Techno's out here moonlighting as Google Translate for Emotional Damage™. It's honestly heartbreaking if you slow down and really listen. Techno is doing everything possible to explain Type without selling him out. He gives Tharn just enough of the truth to show there’s a reason behind the hate, but not enough to betray his friend’s deepest wound. And the way he phrases it, “He's not a bad person, just… that one,” that hesitation says it all. Techno forgives Type because he understands where it’s coming from. He doesn’t condone it, but he sees the pain underneath and chooses to stay. That’s friendship.
But here’s the rub: it’s not sinking in for Tharn. He hears the words, but he doesn’t absorb the weight. Maybe he’s like so many people in real life who think trauma isn’t an excuse. And sure, it’s not a free pass, but it is a context. Telling a victim, “just get over it,” is like telling someone with PTSD, anxiety, or any other mental scar, “just stop misfiring.” It doesn’t work like that. Especially when you’ve had no therapy, no voice, and no tools to heal. Type’s trauma didn’t fade; it calcified. It festered as a dirty secret, warping his worldview because it had nowhere else to go.
And that’s what makes this scene cut deep. Tharn is principled; he refuses to move because he won’t concede that being gay is “wrong.” It’s about dignity, and honestly, I respect that. But at the same time, it shows his blind spot. He has an idea of what’s behind Type’s prejudice, but no comprehension of the compassion required to meet him where he is. He wants respect but can’t yet recognize that Type is fighting an invisible war just to get out of bed every day.
This isn’t just dorm drama; it’s two different kinds of pain colliding: the pain of prejudice vs. the pain of trauma. And neither boy knows how to speak the other’s language.
Tharn and the Hickey Heard Round the World
This scene is pure chaos wrapped in moral ambiguity. On the surface, it’s just Tharn plotting his “lesson” while Techno flees like, “Nope, not my circus, not my monkeys.” (Honestly, Techno deserves hazard pay for being stuck between these two.)

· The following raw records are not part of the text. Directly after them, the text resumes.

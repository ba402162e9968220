//! Import of iDreamPiano `.lyt` songs
//!
//! The format is a packed dump of the player's structures: fixed-width
//! Pascal strings, a block of hand settings, optionally a 107-key keymap,
//! then 13-byte key events. Everything is converted to action events at
//! import time, so the resulting song is current-version.

use std::path::Path;

use bytes::Buf;
use tracing::{debug, info};

use super::{Song, SongInfo};
use crate::action::{code, system, ActionEvent, ValueOp};
use crate::error::{SongError, SongResult};
use crate::version::Version;

pub const MAGIC: &[u8; 16] = b"iDreamPianoSong\0";

const TITLE_WIDTH: usize = 39;
const AUTHOR_WIDTH: usize = 19;
const COMMENT_WIDTH: usize = 255;
const DESCRIPTION_WIDTH: usize = 239;

const KEY_RECORD_SIZE: usize = 76;
const EVENT_RECORD_SIZE: usize = 13;

/// Scan codes of the 107 key records, in file order
pub const KEY_ORDER: [u8; 107] = [
    0x01, 0x3B, 0x3C, 0x3D, 0x3E, 0x3F, 0x40, 0x41, 0x42, 0x43, 0x44, 0x57, 0x58, // Esc, F1-F12
    0x29, 0x02, 0x03, 0x04, 0x05, 0x06, 0x07, 0x08, 0x09, 0x0A, 0x0B, 0x0C, 0x0D, // ` 1-0 - =
    0x2B, 0x0E, 0x0F, // \ Backspace Tab
    0x10, 0x11, 0x12, 0x13, 0x14, 0x15, 0x16, 0x17, 0x18, 0x19, 0x1A, 0x1B, 0x1C, // Q-P [ ] Enter
    0x3A, 0x1E, 0x1F, 0x20, 0x21, 0x22, 0x23, 0x24, 0x25, 0x26, 0x27, 0x28, // Caps A-L ; '
    0x2A, 0x2C, 0x2D, 0x2E, 0x2F, 0x30, 0x31, 0x32, 0x33, 0x34, 0x35, 0x36, // Shift Z-M , . / RShift
    0x1D, 0xDB, 0x38, 0x39, 0xB8, 0xDC, 0xDD, 0x9D, // Ctrl Win Alt Space RAlt RWin Apps RCtrl
    0xE3, 0xDF, 0xDE, 0xB7, 0x46, 0xC5, // Wake Sleep Power SysRq Scroll Pause
    0xD2, 0xC7, 0xC9, 0xD3, 0xCF, 0xD1, // Insert Home PgUp Delete End PgDn
    0xC8, 0xCB, 0xD0, 0xCD, // Up Left Down Right
    0x45, 0xB5, 0x37, 0x4A, // NumLock / * -
    0x47, 0x48, 0x49, 0x4E, 0x4B, 0x4C, 0x4D, // 7 8 9 + 4 5 6
    0x4F, 0x50, 0x51, 0x9C, 0x52, 0x53, // 1 2 3 Enter 0 .
];

const SCALE: [i32; 8] = [0, 0, 2, 4, 5, 7, 9, 11];
const ACCIDENTAL: [i32; 3] = [0, 1, -1];

fn need(buf: &[u8], len: usize) -> SongResult<()> {
    if buf.remaining() < len {
        Err(SongError::Truncated)
    } else {
        Ok(())
    }
}

/// Length byte followed by a fixed `width`-byte buffer
fn read_pascal(buf: &mut &[u8], width: usize) -> SongResult<String> {
    need(buf, 1 + width)?;
    let len = buf.get_u8() as usize;
    if len >= width {
        return Err(SongError::StringTooLong { len, limit: width });
    }
    let text = String::from_utf8_lossy(&buf[..len]).into_owned();
    buf.advance(width);
    Ok(text)
}

struct HandSettings {
    key_signature: i32,
    velocity_right: i32,
    velocity_left: i32,
    octave_right: i32,
    octave_left: i32,
    voice1: i32,
    voice2: i32,
}

fn read_hands(buf: &mut &[u8]) -> SongResult<HandSettings> {
    need(buf, 11 * 4)?;
    let mut fields = [0i32; 11];
    for field in fields.iter_mut() {
        *field = buf.get_i32_le();
    }
    Ok(HandSettings {
        key_signature: fields[0],
        velocity_right: fields[1],
        velocity_left: fields[2],
        octave_right: fields[3],
        octave_left: fields[4],
        voice1: fields[7],
        voice2: fields[9],
    })
}

fn set(action: u8, channel: u8, value: i32) -> ActionEvent {
    ActionEvent::new(action, channel, ValueOp::SET.0, value as u8)
}

/// Decode a complete `.lyt` image
pub fn decode_lyt(data: &[u8], max_events: usize) -> SongResult<Song> {
    let mut buf = data;
    if buf.remaining() < MAGIC.len() || &buf[..MAGIC.len()] != MAGIC {
        return Err(SongError::BadMagic);
    }
    buf.advance(MAGIC.len());

    need(buf, 4)?;
    let version = buf.get_i32_le();
    let title = read_pascal(&mut buf, TITLE_WIDTH)?;
    let author = read_pascal(&mut buf, AUTHOR_WIDTH)?;
    let comment = read_pascal(&mut buf, COMMENT_WIDTH)?;

    let mut song = Song {
        info: SongInfo {
            version: Version::CURRENT,
            title,
            author,
            comment,
            instrument: String::new(),
            write_protected: true,
            compatible: true,
        },
        events: Vec::new(),
    };

    let hands = read_hands(&mut buf)?;
    song.push(0.0, ActionEvent::global_op(code::KEY_SIGNATURE, ValueOp::SET, hands.key_signature as u8));
    song.push(0.0, set(code::OCTAVE, 0, hands.octave_left));
    song.push(0.0, set(code::OCTAVE, 1, hands.octave_right));
    song.push(0.0, set(code::VELOCITY, 0, hands.velocity_left));
    song.push(0.0, set(code::VELOCITY, 1, hands.velocity_right));
    if hands.voice1 > 0 || hands.voice2 > 0 {
        // sustain pedal down
        song.push(0.0, ActionEvent::new(0xB0, 0x40, 127, 0));
    }

    if version > 1 {
        need(buf, KEY_ORDER.len() * KEY_RECORD_SIZE)?;
        for &key in KEY_ORDER.iter() {
            let enabled = buf.get_i32_le();
            let note = buf.get_u8();
            let accidental = buf.get_u8();
            let octave = buf.get_u8();
            let channel = buf.get_u8();
            buf.advance(KEY_RECORD_SIZE - 8);

            if enabled != 0 && note != 0 {
                let pitch = 12
                    + octave as i32 * 12
                    + SCALE[note as usize % SCALE.len()]
                    + ACCIDENTAL[accidental as usize % ACCIDENTAL.len()];
                song.push(0.0, ActionEvent::system(system::KEY_MAP, key, 0));
                song.push(0.0, ActionEvent::note_on(channel & 0x0F, pitch as u8, 127));
            }
        }
        read_pascal(&mut buf, DESCRIPTION_WIDTH)?;
    }

    need(buf, 8)?;
    let _unknown = buf.get_i32_le();
    let count = buf.get_i32_le().max(0) as usize;
    need(buf, count.saturating_mul(EVENT_RECORD_SIZE))?;

    for _ in 0..count {
        let time = buf.get_i32_le() as f64;
        let _unused = buf.get_i32_le();
        let kind = buf.get_u8();
        let key = buf.get_i32_le();

        let event = match kind {
            1 => ActionEvent::system(system::KEY_EVENT, key as u8, 1),
            2 => ActionEvent::system(system::KEY_EVENT, key as u8, 0),
            3 => set(code::OCTAVE, 1, key),
            4 => set(code::OCTAVE, 0, key),
            5 => ActionEvent::global_op(code::KEY_SIGNATURE, ValueOp::SET, key as u8),
            _ => {
                debug!("lyt event type {} at {}ms ignored", kind, time);
                continue;
            }
        };
        song.push(time, event);
    }

    if song.len() > max_events {
        return Err(SongError::TooManyEvents { count: song.len(), limit: max_events });
    }
    Ok(song)
}

/// Read and import a `.lyt` file
pub fn load_lyt(path: &Path, max_events: usize) -> SongResult<Song> {
    let data = std::fs::read(path)?;
    let song = decode_lyt(&data, max_events)?;
    info!("Imported {:?} ({} events)", path, song.len());
    Ok(song)
}

#[cfg(test)]
mod tests {
    use super::*;
    use crate::song::DEFAULT_MAX_EVENTS;
    use bytes::BufMut;

    fn pascal(out: &mut Vec<u8>, text: &str, width: usize) {
        out.put_u8(text.len() as u8);
        let mut field = vec![0u8; width];
        field[..text.len()].copy_from_slice(text.as_bytes());
        out.put_slice(&field);
    }

    fn header(version: i32) -> Vec<u8> {
        let mut out = Vec::new();
        out.put_slice(MAGIC);
        out.put_i32_le(version);
        pascal(&mut out, "Canon", TITLE_WIDTH);
        pascal(&mut out, "Pachelbel", AUTHOR_WIDTH);
        pascal(&mut out, "", COMMENT_WIDTH);
        // key signature, velocity R/L, octave R/L, unknown x2, voice1, unknown, voice2, unknown
        for value in [2, 100, 90, 1, -1, 0, 0, 1, 0, 0, 0] {
            out.put_i32_le(value);
        }
        out
    }

    fn events(out: &mut Vec<u8>, events: &[(i32, u8, i32)]) {
        out.put_i32_le(0);
        out.put_i32_le(events.len() as i32);
        for &(time, kind, key) in events {
            out.put_i32_le(time);
            out.put_i32_le(0);
            out.put_u8(kind);
            out.put_i32_le(key);
        }
    }

    #[test]
    fn test_version_one_import() {
        let mut data = header(1);
        events(&mut data, &[(0, 1, 0x1E), (250, 2, 0x1E), (300, 5, 3), (310, 19, 0)]);

        let song = decode_lyt(&data, DEFAULT_MAX_EVENTS).unwrap();
        assert_eq!(song.info.title, "Canon");
        assert_eq!(song.info.author, "Pachelbel");
        assert!(song.info.write_protected);
        assert_eq!(song.info.version, Version::CURRENT);

        let got: Vec<(f64, ActionEvent)> = song.events.iter().map(|e| (e.time, e.event)).collect();
        assert_eq!(
            got,
            vec![
                (0.0, ActionEvent::global_op(code::KEY_SIGNATURE, ValueOp::SET, 2)),
                (0.0, set(code::OCTAVE, 0, -1)),
                (0.0, set(code::OCTAVE, 1, 1)),
                (0.0, set(code::VELOCITY, 0, 90)),
                (0.0, set(code::VELOCITY, 1, 100)),
                (0.0, ActionEvent::new(0xB0, 0x40, 127, 0)),
                (0.0, ActionEvent::system(system::KEY_EVENT, 0x1E, 1)),
                (250.0, ActionEvent::system(system::KEY_EVENT, 0x1E, 0)),
                (300.0, ActionEvent::global_op(code::KEY_SIGNATURE, ValueOp::SET, 3)),
            ]
        );
    }

    #[test]
    fn test_keymap_records() {
        let mut data = header(2);
        for index in 0..KEY_ORDER.len() {
            let mut record = vec![0u8; KEY_RECORD_SIZE];
            if index == 43 {
                // A: enabled, note E (3), sharp, octave 4, channel 1
                record[..4].copy_from_slice(&1i32.to_le_bytes());
                record[4..8].copy_from_slice(&[3, 1, 4, 1]);
            }
            data.extend_from_slice(&record);
        }
        pascal(&mut data, "layout", DESCRIPTION_WIDTH);
        events(&mut data, &[]);

        let song = decode_lyt(&data, DEFAULT_MAX_EVENTS).unwrap();
        let tail: Vec<ActionEvent> = song.events.iter().skip(6).map(|e| e.event).collect();
        assert_eq!(KEY_ORDER[43], 0x1E);
        assert_eq!(
            tail,
            vec![
                ActionEvent::system(system::KEY_MAP, 0x1E, 0),
                ActionEvent::note_on(1, 12 + 48 + 4 + 1, 127),
            ]
        );
    }

    #[test]
    fn test_rejects_bad_input() {
        assert!(matches!(decode_lyt(b"FreePianoSong\0\0\0", 16), Err(SongError::BadMagic)));
        let data = header(1);
        assert!(matches!(decode_lyt(&data, DEFAULT_MAX_EVENTS), Err(SongError::Truncated)));
        let mut data = header(1);
        events(&mut data, &[(0, 1, 1)]);
        assert!(matches!(decode_lyt(&data, 3), Err(SongError::TooManyEvents { .. })));
    }
}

But let’s really sit in what happens. Tharn insists, “I don’t do drunk people.” Good. Baseline human decency achieved. But then, oh, the animosity leaks out. The days' worth of being insulted, scorned, and trampled by Type’s prejudice have built up, and suddenly Tharn’s like, “Well, maybe I don’t cross that line, but how about this other one with a hickey-shaped stamp of vengeance?”
Here’s the twist: it feels sweet. Admit it. Some of us cheered. Type has been that jerk we all fantasize about “teaching a lesson.” Watching Tharn slip a little revenge in there scratches the same itch as seeing a school bully get a pie in the face. But at the same time? It’s uncomfortable. Because it’s not just revenge, it’s crossing a boundary. And that’s the brilliance of this show. It dares to make you root for something and recoil from it in the same breath.
It’s not meant to be clean. Likewise, it’s not meant to be comfortable. It’s meant to poke at the part of us that thinks, “Yeah, revenge feels good,” and then force us to confront, “…but should it?” Tharn himself proves how thin that line is, the difference between standing on principle and slipping into spite.
This is why I love TharnType. It’s not a fairytale romance; it’s a raw, jagged mirror. It shows us that hate and revenge warp people, even good people, into something unrecognizable. And it makes us wrestle with why we like watching it, even when we know it’s wrong.